Durham also boasts an outstanding history museum, the Museum of Durham History. In 2019, the museum hosted several exhibits, including one on journalist and civil rights activist Louis Austin, and in conjunction with the 150th anniversary of the city of Durham, an exhibit titled, "150 Faces of Durham", which highlighted many of the women and men who influenced the history of Durham.

The Durham Association for Downtown Arts (DADA) is a non-profit arts organization located in the downtown area. It was founded in 1998 and then incorporated in 2000. The organization's mission is a commitment to the development, presentation and fiscal sponsorship of original art and performance in Durham. DADA strives to support local artists working in a diversity of artistic media. Emphasizing community, DADA helps local residents gain access to these artists by providing free or low-cost venue admission.

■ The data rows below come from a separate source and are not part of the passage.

//! Tenant-scoped unit-of-work storage.
//!
//! Every ledger operation runs inside one unit: `begin` → reads and writes →
//! `commit`. Dropping a unit without committing discards all of its writes, so
//! a failure half-way through an operation never leaves a partial balance
//! change behind.
//!
//! Backends only deal in raw rows (`EntityKind`, id, JSON document, deletion
//! marker). The typed helpers on [`UnitOfWork`] translate to and from domain
//! records and enforce the soft-delete read rules:
//!
//! - `get` / `list` only ever return active records;
//! - `get_any` / `list_any` return the tagged [`Lifecycle`] for trash views;
//! - `update` and `soft_delete` refuse rows that are already deleted.

use std::sync::Arc;

use async_trait::async_trait;
use chrono::{DateTime, Utc};
use serde_json::Value as JsonValue;
use thiserror::Error;
use uuid::Uuid;

use propledger_core::{Entity, EntityKind, Lifecycle, TenantId};
use propledger_ledger::{AppSettings, AuditEntry, AuditFilter};

pub mod in_memory;
pub mod postgres;

pub use in_memory::{InMemoryLedgerStore, InMemoryUnit};
pub use postgres::{PostgresLedgerStore, PostgresUnit};

/// One persisted row as backends see it.
#[derive(Debug, Clone, PartialEq)]
pub struct StoredRow {
    pub id: Uuid,
    pub data: JsonValue,
    pub deleted_at: Option<DateTime<Utc>>,
}

impl StoredRow {
    pub fn is_active(&self) -> bool {
        self.deleted_at.is_none()
    }

    fn decode<T: Entity>(self) -> Result<Lifecycle<T>, StoreError> {
        let record: T = serde_json::from_value(self.data).map_err(|e| {
            StoreError::Serialization(format!("{} {}: {e}", T::KIND, self.id))
        })?;
        Ok(match self.deleted_at {
            None => Lifecycle::active(record),
            Some(at) => Lifecycle::deleted(record, at),
        })
    }
}

fn encode<T: Entity>(record: &T) -> Result<JsonValue, StoreError> {
    serde_json::to_value(record)
        .map_err(|e| StoreError::Serialization(format!("{} {}: {e}", T::KIND, record.id())))
}

/// Storage failure.
///
/// These are infrastructure errors, as opposed to the domain's validation and
/// invariant errors.
#[derive(Debug, Error)]
pub enum StoreError {
    #[error("{kind} {id} already exists")]
    Duplicate { kind: EntityKind, id: Uuid },

    #[error("{kind} {id} not found")]
    NotFound { kind: EntityKind, id: Uuid },

    #[error("serialization failed: {0}")]
    Serialization(String),

    #[error("concurrent write detected: {0}")]
    Concurrency(String),

    #[error("database error in {operation}: {message}")]
    Backend { operation: &'static str, message: String },
}

/// Opens units of work for a tenant.
#[async_trait]
pub trait LedgerStore: Send + Sync {
    type Tx: UnitOfWork;

    async fn begin(&self, tenant_id: TenantId) -> Result<Self::Tx, StoreError>;
}

#[async_trait]
impl<S> LedgerStore for Arc<S>
where
    S: LedgerStore + ?Sized,
{
    type Tx = S::Tx;

    async fn begin(&self, tenant_id: TenantId) -> Result<Self::Tx, StoreError> {
        (**self).begin(tenant_id).await
    }
}

/// A tenant-scoped transaction.
///
/// Backends implement the raw row methods; the typed methods are provided.
#[async_trait]
pub trait UnitOfWork: Send + Sized {
    fn tenant_id(&self) -> TenantId;

    /// Fetch one row, deleted or not.
    async fn fetch(&mut self, kind: EntityKind, id: Uuid) -> Result<Option<StoredRow>, StoreError>;

    /// Fetch every row of a kind in id order.
    async fn fetch_all(&mut self, kind: EntityKind, include_deleted: bool) -> Result<Vec<StoredRow>, StoreError>;

    /// Insert a new active row; `Duplicate` when the id is taken.
    async fn insert_row(&mut self, kind: EntityKind, id: Uuid, data: JsonValue) -> Result<(), StoreError>;

    /// Write a row unconditionally (insert or overwrite).
    async fn write_row(
        &mut self,
        kind: EntityKind,
        id: Uuid,
        data: JsonValue,
        deleted_at: Option<DateTime<Utc>>,
    ) -> Result<(), StoreError>;

    async fn append_audit(&mut self, entry: &AuditEntry) -> Result<(), StoreError>;

    /// Audit entries matching `filter`, newest first.
    async fn audit_entries(&mut self, filter: &AuditFilter) -> Result<Vec<AuditEntry>, StoreError>;

    async fn load_settings(&mut self) -> Result<Option<AppSettings>, StoreError>;

    async fn store_settings(&mut self, settings: &AppSettings) -> Result<(), StoreError>;

    async fn commit(self) -> Result<(), StoreError>;

    async fn rollback(self) -> Result<(), StoreError>;

    // -------------------------
    // Typed access
    // -------------------------

    async fn get_any<T: Entity>(&mut self, id: T::Id) -> Result<Option<Lifecycle<T>>, StoreError> {
        match self.fetch(T::KIND, id.into()).await? {
            Some(row) => row.decode().map(Some),
            None => Ok(None),
        }
    }

    async fn get<T: Entity>(&mut self, id: T::Id) -> Result<Option<T>, StoreError> {
        Ok(self.get_any::<T>(id).await?.and_then(Lifecycle::into_active))
    }

    async fn list_any<T: Entity>(&mut self) -> Result<Vec<Lifecycle<T>>, StoreError> {
        self.fetch_all(T::KIND, true)
            .await?
            .into_iter()
            .map(StoredRow::decode)
            .collect()
    }

    async fn list<T: Entity>(&mut self) -> Result<Vec<T>, StoreError> {
        Ok(self
            .fetch_all(T::KIND, false)
            .await?
            .into_iter()
            .map(StoredRow::decode::<T>)
            .collect::<Result<Vec<_>, _>>()?
            .into_iter()
            .filter_map(Lifecycle::into_active)
            .collect())
    }

    async fn insert<T: Entity>(&mut self, record: &T) -> Result<(), StoreError> {
        let data = encode(record)?;
        self.insert_row(T::KIND, record.id().into(), data).await
    }

    /// Overwrite an active record; deleted rows are immutable.
    async fn update<T: Entity>(&mut self, record: &T) -> Result<(), StoreError> {
        let id: Uuid = record.id().into();
        match self.fetch(T::KIND, id).await? {
            Some(row) if row.is_active() => {
                let data = encode(record)?;
                self.write_row(T::KIND, id, data, None).await
            }
            _ => Err(StoreError::NotFound { kind: T::KIND, id }),
        }
    }

    /// Mark an active record deleted and return its last state.
    async fn soft_delete<T: Entity>(&mut self, id: T::Id, at: DateTime<Utc>) -> Result<T, StoreError> {
        let uuid: Uuid = id.into();
        let row = match self.fetch(T::KIND, uuid).await? {
            Some(row) if row.is_active() => row,
            _ => return Err(StoreError::NotFound { kind: T::KIND, id: uuid }),
        };
        let data = row.data.clone();
        let record = row.decode::<T>()?.into_active().ok_or(StoreError::NotFound { kind: T::KIND, id: uuid })?;
        self.write_row(T::KIND, uuid, data, Some(at)).await?;
        Ok(record)
    }

    /// Write a record as active whatever its current state (backup restore).
    async fn upsert<T: Entity>(&mut self, record: &T) -> Result<(), StoreError> {
        let data = encode(record)?;
        self.write_row(T::KIND, record.id().into(), data, None).await
    }

    /// Soft-delete every active row of a kind; returns how many were marked.
    async fn soft_delete_all(&mut self, kind: EntityKind, at: DateTime<Utc>) -> Result<usize, StoreError> {
        let rows = self.fetch_all(kind, false).await?;
        let count = rows.len();
        for row in rows {
            self.write_row(kind, row.id, row.data, Some(at)).await?;
        }
        Ok(count)
    }
}

/// Backend picked at startup from configuration.
#[derive(Debug, Clone)]
pub enum AnyLedgerStore {
    InMemory(InMemoryLedgerStore),
    Postgres(PostgresLedgerStore),
}

pub enum AnyUnit {
    InMemory(InMemoryUnit),
    Postgres(PostgresUnit),
}

#[async_trait]
impl LedgerStore for AnyLedgerStore {
    type Tx = AnyUnit;

    async fn begin(&self, tenant_id: TenantId) -> Result<AnyUnit, StoreError> {
        Ok(match self {
            AnyLedgerStore::InMemory(s) => AnyUnit::InMemory(s.begin(tenant_id).await?),
            AnyLedgerStore::Postgres(s) => AnyUnit::Postgres(s.begin(tenant_id).await?),
        })
    }
}

macro_rules! delegate {
    ($self:ident, $tx:ident => $call:expr) => {
        match $self {
            AnyUnit::InMemory($tx) => $call,
            AnyUnit::Postgres($tx) => $call,
        }
    };
}

#[async_trait]
impl UnitOfWork for AnyUnit {
    fn tenant_id(&self) -> TenantId {
        delegate!(self, tx => tx.tenant_id())
    }

    async fn fetch(&mut self, kind: EntityKind, id: Uuid) -> Result<Option<StoredRow>, StoreError> {
        delegate!(self, tx => tx.fetch(kind, id).await)
    }

    async fn fetch_all(&mut self, kind: EntityKind, include_deleted: bool) -> Result<Vec<StoredRow>, StoreError> {
        delegate!(self, tx => tx.fetch_all(kind, include_deleted).await)
    }

    async fn insert_row(&mut self, kind: EntityKind, id: Uuid, data: JsonValue) -> Result<(), StoreError> {
        delegate!(self, tx => tx.insert_row(kind, id, data).await)
    }

    async fn write_row(
        &mut self,
        kind: EntityKind,
        id: Uuid,
        data: JsonValue,
        deleted_at: Option<DateTime<Utc>>,
    ) -> Result<(), StoreError> {
        delegate!(self, tx => tx.write_row(kind, id, data, deleted_at).await)
    }

    async fn append_audit(&mut self, entry: &AuditEntry) -> Result<(), StoreError> {
        delegate!(self, tx => tx.append_audit(entry).await)
    }

    async fn audit_entries(&mut self, filter: &AuditFilter) -> Result<Vec<AuditEntry>, StoreError> {
        delegate!(self, tx => tx.audit_entries(filter).await)
    }

    async fn load_settings(&mut self) -> Result<Option<AppSettings>, StoreError> {
        delegate!(self, tx => tx.load_settings().await)
    }

    async fn store_settings(&mut self, settings: &AppSettings) -> Result<(), StoreError> {
        delegate!(self, tx => tx.store_settings(settings).await)
    }

    async fn commit(self) -> Result<(), StoreError> {
        delegate!(self, tx => tx.commit().await)
    }

    async fn rollback(self) -> Result<(), StoreError> {
        delegate!(self, tx => tx.rollback().await)
    }
}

Movies such as Bull Durham (1988) and The Handmaid's Tale (1989) have been shot in Durham.

Music
Durham has an active and diverse local music culture. Artists' styles range from jazz, hip-hop, soul, folk, Americana, blues, bluegrass, punk, metal and rock. Popular bands and musicians include Branford Marsalis, Iron & Wine, Carolina Chocolate Drops, The Mountain Goats, John Dee Holeman, 9th Wonder, Red Clay Ramblers, The Old Ceremony, Megafaun, Curtis Eller, Mount Moriah, Hiss Golden Messenger, Sylvan Esso, Mel Melton, Hammer No More the Fingers, Yahzarah, G Yamazawa, and Jim Mills. Members of The Butchies, Superchunk, Chatham County Line, Alice Donut, and the Avett Brothers live in Durham.

Merge Records, a successful independent record label, has its headquarters in downtown Durham. Other independent record labels include Jamla, 307 Knox, Churchkey Records, and Paradise of Bachelors. Roots label Sugar Hill Records was founded in Durham, by Barry Lyle Poss, before it moved to Nashville in 1998. In 1996, the feminist / queer record label Mr. Lady Records was founded and operated in Durham until its demise in 2004.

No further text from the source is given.